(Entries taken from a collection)
--------------------------------------------------

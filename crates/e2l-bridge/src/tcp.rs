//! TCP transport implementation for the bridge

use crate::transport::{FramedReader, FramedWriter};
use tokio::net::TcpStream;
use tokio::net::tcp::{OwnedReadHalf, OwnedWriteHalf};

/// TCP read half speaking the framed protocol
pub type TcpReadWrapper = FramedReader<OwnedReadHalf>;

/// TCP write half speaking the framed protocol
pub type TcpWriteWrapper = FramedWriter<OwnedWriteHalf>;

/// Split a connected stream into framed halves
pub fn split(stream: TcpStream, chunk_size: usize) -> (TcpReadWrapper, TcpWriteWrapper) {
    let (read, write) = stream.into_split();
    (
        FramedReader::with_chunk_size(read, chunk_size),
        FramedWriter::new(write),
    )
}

--------------------------------------------------

> Your task
Give again the closing portion of the entries, from the line with "pub type TcpWriteWrapper" through the last line. Keep it exact and add nothing.

> Problem solution
pub type TcpWriteWrapper = FramedWriter<OwnedWriteHalf>;

/// Split a connected stream into framed halves
pub fn split(stream: TcpStream, chunk_size: usize) -> (TcpReadWrapper, TcpWriteWrapper) {
    let (read, write) = stream.into_split();
    (
        FramedReader::with_chunk_size(read, chunk_size),
        FramedWriter::new(write),
    )
}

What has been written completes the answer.